§ Problem description:
Using the data that follows, report how many lines include "contains"; output no other text.

[Collected data entries]
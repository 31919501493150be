/// Equatorial circumference in meters (WGS84)
pub const EARTH_CIRCUMFERENCE_M: f64 = 40_075_016.686;

/// Latitude in WGS84 range and finite
#[inline(always)]
pub fn is_valid_latitude(lat: f64) -> bool {
    lat.is_finite() && (-90.0..=90.0).contains(&lat)
}

/// Longitude in WGS84 range and finite
#[inline(always)]
pub fn is_valid_longitude(lon: f64) -> bool {
    lon.is_finite() && (-180.0..=180.0).contains(&lon)
}

/// Wrap longitude back into [-180, 180)
#[inline(always)]
pub fn wrap_lon(lon: f64) -> f64 {
    (lon + 180.0).rem_euclid(360.0) - 180.0
}

/// Arithmetic mean of (lon, lat) points, `None` when empty
pub fn mean_center(points: impl IntoIterator<Item = (f64, f64)>) -> Option<(f64, f64)> {
    let (mut sum_lon, mut sum_lat, mut n) = (0.0, 0.0, 0usize);
    for (lon, lat) in points {
        sum_lon += lon;
        sum_lat += lat;
        n += 1;
    }
    (n > 0).then(|| (sum_lon / n as f64, sum_lat / n as f64))
}

#[cfg(test)]
mod tests {
    use super::*;

    #[test]
    fn test_coordinate_ranges() {
        assert!(is_valid_latitude(-90.0));
        assert!(!is_valid_latitude(90.5));
        assert!(!is_valid_latitude(f64::NAN));
        assert!(is_valid_longitude(180.0));
        assert!(!is_valid_longitude(-180.1));
    }

    #[test]
    fn test_wrap_lon() {
        assert!((wrap_lon(190.0) - -170.0).abs() < 1e-9);
        assert!((wrap_lon(-190.0) - 170.0).abs() < 1e-9);
        assert!((wrap_lon(20.0) - 20.0).abs() < 1e-9);
    }

    #[test]
    fn test_mean_center() {
        assert_eq!(mean_center(std::iter::empty()), None);
        assert_eq!(mean_center([(10.0, 0.0), (30.0, -10.0)]), Some((20.0, -5.0)));
    }
}
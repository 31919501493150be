use crate::dataset::{Event, Grade, Status};
use std::collections::HashSet;

/// Summary tallies over a set of rows. All zero for an empty set.
#[derive(Debug, Clone, Copy, Default, PartialEq, Eq)]
pub struct Metrics {
    pub total: usize,
    pub new: usize,
    pub ongoing: usize,
    pub outbreaks: usize,
    pub distinct_countries: usize,
    pub total_cases: u64,
    pub total_deaths: u64,
}

impl Metrics {
    pub fn tally<'a>(rows: impl IntoIterator<Item = &'a Event>) -> Self {
        let mut metrics = Metrics::default();
        let mut countries = HashSet::new();

        for event in rows {
            metrics.total += 1;
            match event.status {
                Status::New => metrics.new += 1,
                Status::Ongoing => metrics.ongoing += 1,
                _ => {}
            }
            if event.is_outbreak() {
                metrics.outbreaks += 1;
            }
            if !event.country.is_empty() {
                countries.insert(event.country.as_str());
            }
            metrics.total_cases = metrics.total_cases.saturating_add(event.cases.unwrap_or(0));
            metrics.total_deaths = metrics.total_deaths.saturating_add(event.deaths.unwrap_or(0));
        }

        metrics.distinct_countries = countries.len();
        metrics
    }

    /// Deaths per hundred cases over every row
    pub fn case_fatality_rate(&self) -> Option<f64> {
        super::case_fatality_rate(self.total_cases, self.total_deaths)
    }

    pub fn cases_per_event(&self) -> Option<u64> {
        (self.total > 0).then(|| self.total_cases / self.total as u64)
    }
}

/// Row counts per grade
#[derive(Debug, Clone, Copy, Default, PartialEq, Eq)]
pub struct GradeSummary {
    pub grade3: usize,
    pub grade2: usize,
    pub grade1: usize,
    pub ungraded: usize,
}

impl GradeSummary {
    pub fn tally<'a>(rows: impl IntoIterator<Item = &'a Event>) -> Self {
        let mut summary = GradeSummary::default();
        for event in rows {
            match event.grade {
                Grade::Grade3 => summary.grade3 += 1,
                Grade::Grade2 => summary.grade2 += 1,
                Grade::Grade1 => summary.grade1 += 1,
                Grade::Ungraded => summary.ungraded += 1,
            }
        }
        summary
    }

    pub fn total(&self) -> usize {
        self.grade3 + self.grade2 + self.grade1 + self.ungraded
    }

    /// Percentage of rows with `grade`, 0 for an empty set
    pub fn share(&self, grade: Grade) -> f64 {
        match self.total() {
            0 => 0.0,
            total => self.count(grade) as f64 / total as f64 * 100.0,
        }
    }

    pub fn count(&self, grade: Grade) -> usize {
        match grade {
            Grade::Grade3 => self.grade3,
            Grade::Grade2 => self.grade2,
            Grade::Grade1 => self.grade1,
            Grade::Ungraded => self.ungraded,
        }
    }
}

§ Your solution:
2